Instructions to follow: Take from the records below each line that holds "text".

Provided records:

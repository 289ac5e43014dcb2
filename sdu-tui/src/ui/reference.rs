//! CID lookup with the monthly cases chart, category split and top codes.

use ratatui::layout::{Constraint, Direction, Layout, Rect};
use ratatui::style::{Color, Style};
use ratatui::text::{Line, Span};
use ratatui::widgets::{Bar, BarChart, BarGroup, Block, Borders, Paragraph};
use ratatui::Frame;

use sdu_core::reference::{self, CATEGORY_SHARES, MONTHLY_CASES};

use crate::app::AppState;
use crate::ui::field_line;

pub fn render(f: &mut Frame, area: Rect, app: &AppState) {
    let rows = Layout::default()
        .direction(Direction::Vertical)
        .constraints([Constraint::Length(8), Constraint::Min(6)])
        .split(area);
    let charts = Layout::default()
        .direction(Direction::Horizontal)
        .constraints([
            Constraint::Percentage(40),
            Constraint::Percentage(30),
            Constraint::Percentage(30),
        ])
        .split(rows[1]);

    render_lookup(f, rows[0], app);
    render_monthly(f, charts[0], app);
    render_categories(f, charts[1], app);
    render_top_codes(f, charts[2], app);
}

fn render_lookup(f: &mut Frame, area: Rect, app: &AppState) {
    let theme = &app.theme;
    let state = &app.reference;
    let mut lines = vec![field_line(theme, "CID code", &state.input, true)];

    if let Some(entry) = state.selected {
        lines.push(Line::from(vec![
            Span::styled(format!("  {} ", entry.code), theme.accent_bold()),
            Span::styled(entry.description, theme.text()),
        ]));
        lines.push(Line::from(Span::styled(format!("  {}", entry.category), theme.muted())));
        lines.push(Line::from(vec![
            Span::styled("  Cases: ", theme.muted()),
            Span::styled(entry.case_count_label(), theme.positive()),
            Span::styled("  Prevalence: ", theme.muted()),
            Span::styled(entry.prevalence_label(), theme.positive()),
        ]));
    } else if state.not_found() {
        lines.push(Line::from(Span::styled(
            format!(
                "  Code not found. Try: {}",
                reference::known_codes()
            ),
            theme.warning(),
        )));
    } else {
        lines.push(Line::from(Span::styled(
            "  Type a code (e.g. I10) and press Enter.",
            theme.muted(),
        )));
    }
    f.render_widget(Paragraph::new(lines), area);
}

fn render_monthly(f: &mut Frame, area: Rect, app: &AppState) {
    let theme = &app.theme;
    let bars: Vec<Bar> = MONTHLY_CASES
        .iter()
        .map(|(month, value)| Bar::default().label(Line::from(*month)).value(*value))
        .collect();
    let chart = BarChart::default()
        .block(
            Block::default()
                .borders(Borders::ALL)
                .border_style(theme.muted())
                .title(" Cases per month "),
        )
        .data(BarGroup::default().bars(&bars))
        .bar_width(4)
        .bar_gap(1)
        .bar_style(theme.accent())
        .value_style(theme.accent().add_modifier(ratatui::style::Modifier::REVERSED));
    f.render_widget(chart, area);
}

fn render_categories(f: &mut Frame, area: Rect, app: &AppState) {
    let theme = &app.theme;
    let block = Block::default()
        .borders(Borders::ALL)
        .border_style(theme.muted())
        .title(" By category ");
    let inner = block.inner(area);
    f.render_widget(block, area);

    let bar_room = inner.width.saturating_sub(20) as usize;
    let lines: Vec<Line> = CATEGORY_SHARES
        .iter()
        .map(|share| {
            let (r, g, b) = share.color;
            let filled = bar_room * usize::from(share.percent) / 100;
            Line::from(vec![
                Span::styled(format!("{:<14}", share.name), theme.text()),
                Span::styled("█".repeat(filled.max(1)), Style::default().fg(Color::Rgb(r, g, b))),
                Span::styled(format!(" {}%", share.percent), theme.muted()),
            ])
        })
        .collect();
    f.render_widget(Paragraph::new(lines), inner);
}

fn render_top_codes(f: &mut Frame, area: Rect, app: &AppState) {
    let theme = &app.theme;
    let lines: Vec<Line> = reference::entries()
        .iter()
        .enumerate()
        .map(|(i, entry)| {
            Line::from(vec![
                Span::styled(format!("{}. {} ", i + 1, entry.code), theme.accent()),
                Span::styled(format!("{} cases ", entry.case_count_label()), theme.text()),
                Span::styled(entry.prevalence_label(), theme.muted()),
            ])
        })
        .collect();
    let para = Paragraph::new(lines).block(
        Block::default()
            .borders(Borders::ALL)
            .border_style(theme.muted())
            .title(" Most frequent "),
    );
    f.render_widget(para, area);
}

Written response:
use ratatui::text::{Line, Span};
            Span::styled(entry.description, theme.text()),
                Span::styled(format!("{:<14}", share.name), theme.text()),
                Span::styled(format!("{} cases ", entry.case_count_label()), theme.text()),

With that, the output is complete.